Written By: Chancey Boyce
Last summer, Adrian College President Jeffrey Docking was approached with an offer to collaborate with a new college-centric social media app in order to help centralize campus communication about events, community activities and student life at Adrian College. Administrators like Adrian’s Chief of Staff Andrea Saylor say the intention of the app, called Abuzz, is to provide a resource for students to learn about local events without having to file through a bloated email inbox. Adrian has been onboarding the app since last semester’s Welcome Week: Aug. 15, 2021.
“Overall, Abuzz creates a community and engages students. It allows our campus to do fun things, it reaches out to our community. We rolled it out in August and it’s January right now, and in only four months we’ve done a whole lot of things, and we’re really looking forward to using it to bring our community closer together in the coming months,” Saylor says.
Adrian College is currently the only college campus where Abuzz is available. In the past few months, the team at Abuzz has been taking a particular focus on bringing its services to the Adrian College campus, using Adrian’s thousands of users of the Abuzz app as a sort of ‘trial run’ before it brings the app to other college campuses throughout the Midwest. Abuzz offers a variety of useful features for students at Adrian College, including but not limited to updates about campus events, sporting events, deals at local businesses in the community, a discussion board for students to talk about anything without oversight from school officials and a marketplace for students to sell whatever they want.
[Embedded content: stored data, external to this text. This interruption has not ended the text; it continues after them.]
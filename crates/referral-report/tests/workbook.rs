//! Round-trip tests: render a workbook and read it back with calamine.

use calamine::{open_workbook_auto, Data, Reader};
use chrono::{NaiveDate, NaiveDateTime};
use tempfile::tempdir;

use referral_core::process_referrals;
use referral_ingest::SheetTable;
use referral_model::columns::{
    BOXES_SENT, LAST_ACTIVITY_DATE, PENDING_TASK, REQUIRED_COLUMNS,
};
use referral_report::{write_report, ReportOptions, OVERVIEW_SHEET, SUMMARY_SHEET};

fn reference_date() -> NaiveDate {
    NaiveDate::from_ymd_opt(2025, 6, 18).unwrap()
}

fn generated_at() -> NaiveDateTime {
    reference_date().and_hms_opt(9, 30, 0).unwrap()
}

fn sample_table() -> SheetTable {
    let headers: Vec<String> = REQUIRED_COLUMNS.iter().map(|name| (*name).to_string()).collect();
    let overrides: &[&[(&str, &str)]] = &[
        &[
            (PENDING_TASK, "MTG Box Delivery"),
            (LAST_ACTIVITY_DATE, "2025-06-08"),
            (BOXES_SENT, "0"),
        ],
        &[(PENDING_TASK, "Speak to Member")],
    ];
    let rows = overrides
        .iter()
        .map(|pairs| {
            let mut cells = vec![String::new(); headers.len()];
            for (name, value) in *pairs {
                let index = headers.iter().position(|header| header == name).unwrap();
                cells[index] = (*value).to_string();
            }
            cells
        })
        .collect();
    SheetTable::new(headers, rows)
}

fn cell_text(range: &calamine::Range<Data>, row: u32, col: u32) -> String {
    match range.get_value((row, col)) {
        Some(Data::String(text)) => text.clone(),
        Some(Data::Float(value)) => value.to_string(),
        Some(other) => other.to_string(),
        None => String::new(),
    }
}

#[test]
fn workbook_contains_the_nine_sheets_in_order() {
    let processed = process_referrals(&sample_table(), reference_date()).unwrap();
    let dir = tempdir().unwrap();
    let path = dir.path().join("report.xlsx");
    let options = ReportOptions {
        generated_at: generated_at(),
    };
    write_report(&path, &processed, &options).unwrap();

    let workbook = open_workbook_auto(&path).unwrap();
    assert_eq!(
        workbook.sheet_names(),
        vec![
            OVERVIEW_SHEET,
            SUMMARY_SHEET,
            "Pending CCHP Nutrition",
            "Pending Initial MTG Box",
            "Pending Ongoing MTG Box",
            "Pending Nutrition Assess",
            "Pending Speak to Member",
            "Pending TAR Approval",
            "Pending Reauth NotSubm",
        ]
    );
}

#[test]
fn summary_sheet_has_banner_headers_and_counts() {
    let processed = process_referrals(&sample_table(), reference_date()).unwrap();
    let dir = tempdir().unwrap();
    let path = dir.path().join("report.xlsx");
    let options = ReportOptions {
        generated_at: generated_at(),
    };
    write_report(&path, &processed, &options).unwrap();

    let mut workbook = open_workbook_auto(&path).unwrap();
    let range = workbook.worksheet_range(SUMMARY_SHEET).unwrap();

    assert_eq!(cell_text(&range, 0, 0), "Data is based on: 2025-06-18 09:30 AM");
    assert_eq!(cell_text(&range, 2, 0), "Category");
    assert_eq!(cell_text(&range, 2, 1), "Referrals");
    assert_eq!(cell_text(&range, 2, 2), "Definition");

    // Row 0 of the sample is an initial MTG delivery, ten days pending.
    assert_eq!(cell_text(&range, 3, 0), "INITIAL MTG box delivery");
    assert_eq!(range.get_value((3, 1)), Some(&Data::Float(1.0)));
    // The speak-to-member row has no activity date, so it never flags.
    assert_eq!(cell_text(&range, 6, 0), "Speak to member");
    assert_eq!(range.get_value((6, 1)), Some(&Data::Float(0.0)));
}

#[test]
fn overview_sheet_round_trips_the_normalized_table() {
    let processed = process_referrals(&sample_table(), reference_date()).unwrap();
    let dir = tempdir().unwrap();
    let path = dir.path().join("report.xlsx");
    write_report(&path, &processed, &ReportOptions {
        generated_at: generated_at(),
    })
    .unwrap();

    let mut workbook = open_workbook_auto(&path).unwrap();
    let range = workbook.worksheet_range(OVERVIEW_SHEET).unwrap();

    for (col, name) in REQUIRED_COLUMNS.iter().enumerate() {
        assert_eq!(cell_text(&range, 0, col as u32), *name, "column {col}");
    }
    // Header plus the two data rows.
    assert_eq!(range.height(), 3);

    let task_col = REQUIRED_COLUMNS
        .iter()
        .position(|name| *name == PENDING_TASK)
        .unwrap() as u32;
    assert_eq!(cell_text(&range, 1, task_col), "MTG Box Delivery");

    // Counters default to zero and are written as numbers.
    let boxes_col = REQUIRED_COLUMNS
        .iter()
        .position(|name| *name == BOXES_SENT)
        .unwrap() as u32;
    assert_eq!(range.get_value((2, boxes_col)), Some(&Data::Float(0.0)));
}

#[test]
fn subset_sheets_contain_only_matching_rows() {
    let processed = process_referrals(&sample_table(), reference_date()).unwrap();
    let dir = tempdir().unwrap();
    let path = dir.path().join("report.xlsx");
    write_report(&path, &processed, &ReportOptions {
        generated_at: generated_at(),
    })
    .unwrap();

    let mut workbook = open_workbook_auto(&path).unwrap();

    let initial = workbook.worksheet_range("Pending Initial MTG Box").unwrap();
    assert_eq!(initial.height(), 2);
    let task_col = REQUIRED_COLUMNS
        .iter()
        .position(|name| *name == PENDING_TASK)
        .unwrap() as u32;
    assert_eq!(cell_text(&initial, 1, task_col), "MTG Box Delivery");

    // No row matches the TAR rule; only the header remains.
    let tar = workbook.worksheet_range("Pending TAR Approval").unwrap();
    assert_eq!(tar.height(), 1);
}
“The marketplace is a great feature a lot of people don’t know about, but it’s really useful for if you have a futon you don’t need anymore and want to sell, or textbooks at the end of a semester you need to get rid of,” says Abuzz Brand Ambassador and Adrian College student Emma Pelletier.
“It’s great because there’s really no place like the Abuzz marketplace on the internet where Adrian students can get together and sell anything, and that’s a need that I think Abuzz is definitely meeting,” Pelletier said.
The initial number of Adrian students to sign up for an Abuzz account on Welcome Week was around 400, but most of the people who signed up were freshman. Leaders of the Abuzz app decided that in order to get a more varied and diverse amount of Adrian students using the Abuzz app, they would begin to promote several local and on-campus initiatives that would be exclusive to the app.
In the past semester, the team at Abuzz has spearheaded a number of community-building initiatives to bring the Adrian College campus together on a number of occasions.The app team, which includes seven hired student ambassadors who embody several different student interests, has promoted White Out football and hockey games which drove over 400 students to spectate at sporting events, has helped Greek Life organizations raise money, and awarded $1,000 through an on-campus scavenger hunt. The Abuzz team paid for all of these events.
A ‘best place to live on campus’ promotion brought in over two-thousand total student votes in only one week and was so popular that the amount of traffic on the app crashed the Abuzz website.
Recently, the team at Abuzz has been working on its latest initiative, which is a talent contest for students at Adrian called ‘Bulldogs Got Talent’.
“We’ll take any acts from singing to acting to comedians, and submissions are happening this week on the app. Our student ambassadors are going to vote on the top few contestants, and they’re going to compete on Feb. 19 in Dawson Auditorium for a $500 first place cash prize and a $250 second-place prize. And students are going to be the ones choosing the winners, it’s not going to be judges,” says Assistant Dean of Students Thomas Doney.
“We’re really building a community on Abuzz,” says Abuzz Digital Manager Maria Cuccia.
“Just a few weeks ago, a transformer exploded just a few blocks away from my house, and it didn’t even wake me up, but right away, people on Abuzz were posting about it, asking what the noise was,” Cuccia said.